TASK GOAL
Find each line below where the word "AppError" occurs, and copy it.

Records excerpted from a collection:
+-------+

use axum::{extract::rejection::JsonRejection, extract::State, http::StatusCode, Json};
use coachcal_core::models::{
    booking::{ClearBlockedResponse, MessageResponse, SlotTimeRequest},
    slot::{AdminSlot, BlockedSlotView},
};
use std::sync::Arc;
use tracing::info;

use crate::{middleware::error_handling::AppError, ApiState};

#[axum::debug_handler]
pub async fn get_admin_slots(
    State(state): State<Arc<ApiState>>,
) -> Result<Json<Vec<AdminSlot>>, AppError> {
    let slots = state.service.admin_slots(state.now()).await?;
    Ok(Json(slots))
}

/// Every stored blocked slot, with the forms it compares under.
#[axum::debug_handler]
pub async fn get_blocked_slots(
    State(state): State<Arc<ApiState>>,
) -> Result<Json<Vec<BlockedSlotView>>, AppError> {
    let blocked = state.service.blocked_slots().await?;
    Ok(Json(blocked))
}

#[axum::debug_handler]
pub async fn block_slot(
    State(state): State<Arc<ApiState>>,
    payload: Result<Json<SlotTimeRequest>, JsonRejection>,
) -> Result<(StatusCode, Json<MessageResponse>), AppError> {
    let Json(payload) = payload?;

    state.service.block_slot(&payload.slot_time).await?;

    Ok((
        StatusCode::CREATED,
        Json(MessageResponse::new("Slot blocked successfully")),
    ))
}

#[axum::debug_handler]
pub async fn unblock_slot(
    State(state): State<Arc<ApiState>>,
    payload: Result<Json<SlotTimeRequest>, JsonRejection>,
) -> Result<Json<MessageResponse>, AppError> {
    let Json(payload) = payload?;

    state.service.unblock_slot(&payload.slot_time).await?;

    Ok(Json(MessageResponse::new("Slot unblocked successfully")))
}

#[axum::debug_handler]
pub async fn cancel_booking(
    State(state): State<Arc<ApiState>>,
    payload: Result<Json<SlotTimeRequest>, JsonRejection>,
) -> Result<Json<MessageResponse>, AppError> {
    let Json(payload) = payload?;

    state.service.cancel_booking(&payload.slot_time).await?;

    Ok(Json(MessageResponse::new("Booking cancelled successfully")))
}

#[axum::debug_handler]
pub async fn clear_all_blocked(
    State(state): State<Arc<ApiState>>,
) -> Result<Json<ClearBlockedResponse>, AppError> {
    let rows_affected = state.service.clear_blocked_slots().await?;
    info!("Admin cleared all blocked slots ({} rows)", rows_affected);

    Ok(Json(ClearBlockedResponse {
        message: "All blocked slots cleared".to_string(),
        rows_affected,
    }))
}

+-------+

EXERCISE RESULT
use crate::{middleware::error_handling::AppError, ApiState};
) -> Result<Json<Vec<AdminSlot>>, AppError> {
) -> Result<Json<Vec<BlockedSlotView>>, AppError> {
) -> Result<(StatusCode, Json<MessageResponse>), AppError> {
) -> Result<Json<MessageResponse>, AppError> {
) -> Result<Json<MessageResponse>, AppError> {
) -> Result<Json<ClearBlockedResponse>, AppError> {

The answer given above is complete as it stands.